■ Work task: Search the data below for "Serialize"; list each line that holds it.

Start of Data provided

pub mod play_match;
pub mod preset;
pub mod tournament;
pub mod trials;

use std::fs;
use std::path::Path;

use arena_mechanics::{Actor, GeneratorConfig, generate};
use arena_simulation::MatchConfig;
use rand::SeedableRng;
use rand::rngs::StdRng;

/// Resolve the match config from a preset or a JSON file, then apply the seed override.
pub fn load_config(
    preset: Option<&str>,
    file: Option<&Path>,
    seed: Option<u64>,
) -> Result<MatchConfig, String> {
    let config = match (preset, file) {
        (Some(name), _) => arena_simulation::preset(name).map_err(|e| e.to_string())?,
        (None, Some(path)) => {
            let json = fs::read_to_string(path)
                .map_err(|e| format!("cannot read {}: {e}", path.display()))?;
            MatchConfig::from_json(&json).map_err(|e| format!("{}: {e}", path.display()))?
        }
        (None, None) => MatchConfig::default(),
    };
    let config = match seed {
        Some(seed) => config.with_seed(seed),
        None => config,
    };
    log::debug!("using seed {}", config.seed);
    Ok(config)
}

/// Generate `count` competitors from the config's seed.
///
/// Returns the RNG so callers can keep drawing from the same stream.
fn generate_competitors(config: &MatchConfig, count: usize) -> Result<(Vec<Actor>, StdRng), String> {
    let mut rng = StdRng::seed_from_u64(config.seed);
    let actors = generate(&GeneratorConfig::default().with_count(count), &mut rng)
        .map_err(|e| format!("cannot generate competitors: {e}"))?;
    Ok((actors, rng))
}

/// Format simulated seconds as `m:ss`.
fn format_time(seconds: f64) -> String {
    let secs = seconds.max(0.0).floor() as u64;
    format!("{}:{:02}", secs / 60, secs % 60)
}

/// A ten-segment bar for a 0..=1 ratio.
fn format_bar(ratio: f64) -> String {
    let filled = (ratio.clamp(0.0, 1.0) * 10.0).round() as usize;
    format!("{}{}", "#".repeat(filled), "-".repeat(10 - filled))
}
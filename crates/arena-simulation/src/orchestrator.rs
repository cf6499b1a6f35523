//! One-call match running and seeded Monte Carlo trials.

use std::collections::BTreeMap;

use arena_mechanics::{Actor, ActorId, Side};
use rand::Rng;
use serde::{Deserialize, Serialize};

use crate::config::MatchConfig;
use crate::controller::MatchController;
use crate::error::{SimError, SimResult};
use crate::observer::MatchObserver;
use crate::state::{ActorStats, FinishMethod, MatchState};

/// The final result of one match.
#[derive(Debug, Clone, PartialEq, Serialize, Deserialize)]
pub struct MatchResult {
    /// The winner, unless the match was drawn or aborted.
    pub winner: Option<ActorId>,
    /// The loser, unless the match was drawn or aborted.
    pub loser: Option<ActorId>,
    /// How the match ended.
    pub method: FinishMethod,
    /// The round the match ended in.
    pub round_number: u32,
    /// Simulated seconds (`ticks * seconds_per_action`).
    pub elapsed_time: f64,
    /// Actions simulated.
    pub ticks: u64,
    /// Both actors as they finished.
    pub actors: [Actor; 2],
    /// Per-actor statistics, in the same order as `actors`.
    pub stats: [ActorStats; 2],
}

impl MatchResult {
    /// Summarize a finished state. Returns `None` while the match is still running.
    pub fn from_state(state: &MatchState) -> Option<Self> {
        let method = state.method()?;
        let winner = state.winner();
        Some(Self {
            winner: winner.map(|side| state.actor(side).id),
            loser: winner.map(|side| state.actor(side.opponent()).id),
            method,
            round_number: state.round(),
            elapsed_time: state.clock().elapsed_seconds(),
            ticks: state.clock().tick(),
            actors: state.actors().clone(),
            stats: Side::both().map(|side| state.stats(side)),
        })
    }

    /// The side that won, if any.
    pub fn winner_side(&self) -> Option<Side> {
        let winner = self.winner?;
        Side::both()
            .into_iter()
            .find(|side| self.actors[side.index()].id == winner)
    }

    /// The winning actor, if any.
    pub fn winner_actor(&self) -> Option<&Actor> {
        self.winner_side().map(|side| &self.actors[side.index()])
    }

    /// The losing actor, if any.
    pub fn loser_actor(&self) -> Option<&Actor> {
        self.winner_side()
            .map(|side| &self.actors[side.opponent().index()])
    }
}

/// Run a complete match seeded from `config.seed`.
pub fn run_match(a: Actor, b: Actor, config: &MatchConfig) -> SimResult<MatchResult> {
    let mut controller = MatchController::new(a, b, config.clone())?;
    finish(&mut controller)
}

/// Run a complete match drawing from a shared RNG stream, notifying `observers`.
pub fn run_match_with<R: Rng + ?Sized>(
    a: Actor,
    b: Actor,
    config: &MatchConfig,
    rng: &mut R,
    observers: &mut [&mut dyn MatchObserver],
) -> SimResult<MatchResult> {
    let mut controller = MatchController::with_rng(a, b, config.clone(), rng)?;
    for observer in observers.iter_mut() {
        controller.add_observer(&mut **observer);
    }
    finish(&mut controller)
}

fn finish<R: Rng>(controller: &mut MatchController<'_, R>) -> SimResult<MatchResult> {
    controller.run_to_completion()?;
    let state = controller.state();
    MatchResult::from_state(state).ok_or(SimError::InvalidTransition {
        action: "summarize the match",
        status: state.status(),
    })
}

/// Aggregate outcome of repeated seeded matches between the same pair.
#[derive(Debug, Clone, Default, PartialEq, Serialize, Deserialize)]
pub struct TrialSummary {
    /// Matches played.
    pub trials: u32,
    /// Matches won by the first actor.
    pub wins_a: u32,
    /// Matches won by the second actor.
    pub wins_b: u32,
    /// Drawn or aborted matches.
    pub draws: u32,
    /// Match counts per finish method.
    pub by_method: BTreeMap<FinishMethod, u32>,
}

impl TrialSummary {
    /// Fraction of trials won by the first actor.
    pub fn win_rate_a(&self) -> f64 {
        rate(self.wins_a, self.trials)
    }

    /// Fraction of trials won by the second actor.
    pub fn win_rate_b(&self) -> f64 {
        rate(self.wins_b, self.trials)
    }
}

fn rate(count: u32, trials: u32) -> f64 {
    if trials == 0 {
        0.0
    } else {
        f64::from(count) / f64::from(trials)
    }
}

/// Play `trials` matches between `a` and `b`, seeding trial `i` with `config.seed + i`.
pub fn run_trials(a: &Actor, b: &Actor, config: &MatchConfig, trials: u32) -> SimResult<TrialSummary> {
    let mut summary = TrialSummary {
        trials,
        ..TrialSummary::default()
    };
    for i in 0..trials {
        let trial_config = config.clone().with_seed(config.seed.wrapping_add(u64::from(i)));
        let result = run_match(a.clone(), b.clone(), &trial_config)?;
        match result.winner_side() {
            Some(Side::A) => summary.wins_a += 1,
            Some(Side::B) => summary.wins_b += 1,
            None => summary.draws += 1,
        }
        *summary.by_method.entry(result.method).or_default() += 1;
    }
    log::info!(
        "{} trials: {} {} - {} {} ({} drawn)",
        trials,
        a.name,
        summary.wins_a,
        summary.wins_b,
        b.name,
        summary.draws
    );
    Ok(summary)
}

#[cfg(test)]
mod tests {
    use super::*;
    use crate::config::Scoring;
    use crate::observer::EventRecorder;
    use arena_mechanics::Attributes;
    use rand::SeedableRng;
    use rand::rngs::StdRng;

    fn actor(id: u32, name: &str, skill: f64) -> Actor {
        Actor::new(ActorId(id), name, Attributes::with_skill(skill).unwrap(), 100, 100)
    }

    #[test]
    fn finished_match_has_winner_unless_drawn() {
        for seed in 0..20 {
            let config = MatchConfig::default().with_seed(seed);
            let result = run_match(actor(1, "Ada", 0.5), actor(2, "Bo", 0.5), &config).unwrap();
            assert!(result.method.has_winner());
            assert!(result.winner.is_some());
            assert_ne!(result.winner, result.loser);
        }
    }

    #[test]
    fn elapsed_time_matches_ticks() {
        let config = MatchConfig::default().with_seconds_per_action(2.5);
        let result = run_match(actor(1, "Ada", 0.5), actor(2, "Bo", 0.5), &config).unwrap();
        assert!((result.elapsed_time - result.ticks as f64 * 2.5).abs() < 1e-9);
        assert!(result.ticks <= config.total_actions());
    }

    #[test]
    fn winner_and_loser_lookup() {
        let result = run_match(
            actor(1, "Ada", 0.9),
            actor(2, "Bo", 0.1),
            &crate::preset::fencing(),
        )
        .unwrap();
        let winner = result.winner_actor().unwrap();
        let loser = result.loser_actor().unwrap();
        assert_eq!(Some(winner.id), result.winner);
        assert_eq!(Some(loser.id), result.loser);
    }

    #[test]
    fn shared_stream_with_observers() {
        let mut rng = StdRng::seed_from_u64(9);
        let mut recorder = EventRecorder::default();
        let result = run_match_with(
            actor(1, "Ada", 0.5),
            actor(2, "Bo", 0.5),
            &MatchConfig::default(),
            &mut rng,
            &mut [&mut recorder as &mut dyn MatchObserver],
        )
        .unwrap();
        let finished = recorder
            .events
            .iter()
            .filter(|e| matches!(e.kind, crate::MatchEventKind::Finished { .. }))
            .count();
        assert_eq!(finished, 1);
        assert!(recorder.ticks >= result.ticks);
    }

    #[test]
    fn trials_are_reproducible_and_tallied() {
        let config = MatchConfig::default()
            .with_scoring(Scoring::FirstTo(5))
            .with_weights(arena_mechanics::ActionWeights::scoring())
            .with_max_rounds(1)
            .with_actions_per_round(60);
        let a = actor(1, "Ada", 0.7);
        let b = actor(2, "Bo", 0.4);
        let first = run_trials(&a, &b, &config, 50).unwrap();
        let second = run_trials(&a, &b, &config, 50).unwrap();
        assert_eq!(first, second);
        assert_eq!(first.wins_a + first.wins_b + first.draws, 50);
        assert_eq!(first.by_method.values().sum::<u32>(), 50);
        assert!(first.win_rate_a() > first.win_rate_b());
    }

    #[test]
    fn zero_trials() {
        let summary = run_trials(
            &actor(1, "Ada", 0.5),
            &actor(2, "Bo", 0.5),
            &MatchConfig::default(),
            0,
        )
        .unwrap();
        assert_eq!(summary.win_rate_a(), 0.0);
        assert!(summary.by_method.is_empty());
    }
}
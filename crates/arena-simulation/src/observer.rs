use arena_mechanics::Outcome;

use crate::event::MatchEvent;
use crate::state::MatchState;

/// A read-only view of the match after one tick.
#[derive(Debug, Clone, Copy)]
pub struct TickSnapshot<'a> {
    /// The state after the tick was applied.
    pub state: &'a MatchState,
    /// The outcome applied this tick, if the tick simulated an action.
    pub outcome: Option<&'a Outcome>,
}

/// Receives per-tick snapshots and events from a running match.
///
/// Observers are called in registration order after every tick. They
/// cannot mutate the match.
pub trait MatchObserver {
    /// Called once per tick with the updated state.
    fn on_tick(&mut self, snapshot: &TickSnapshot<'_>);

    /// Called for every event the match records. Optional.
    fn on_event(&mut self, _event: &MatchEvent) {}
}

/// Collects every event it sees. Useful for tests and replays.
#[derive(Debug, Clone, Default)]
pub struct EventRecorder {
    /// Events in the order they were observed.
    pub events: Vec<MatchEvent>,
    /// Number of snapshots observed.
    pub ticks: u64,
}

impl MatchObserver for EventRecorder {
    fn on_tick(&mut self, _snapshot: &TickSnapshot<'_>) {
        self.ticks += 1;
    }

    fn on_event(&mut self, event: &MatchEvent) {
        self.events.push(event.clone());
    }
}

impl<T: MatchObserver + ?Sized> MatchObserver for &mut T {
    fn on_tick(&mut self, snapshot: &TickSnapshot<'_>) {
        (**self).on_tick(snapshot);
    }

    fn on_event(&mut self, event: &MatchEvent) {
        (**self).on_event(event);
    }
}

End of Data provided

■ Finished task:
use serde::{Deserialize, Serialize};
#[derive(Debug, Clone, PartialEq, Serialize, Deserialize)]
#[derive(Debug, Clone, Default, PartialEq, Serialize, Deserialize)]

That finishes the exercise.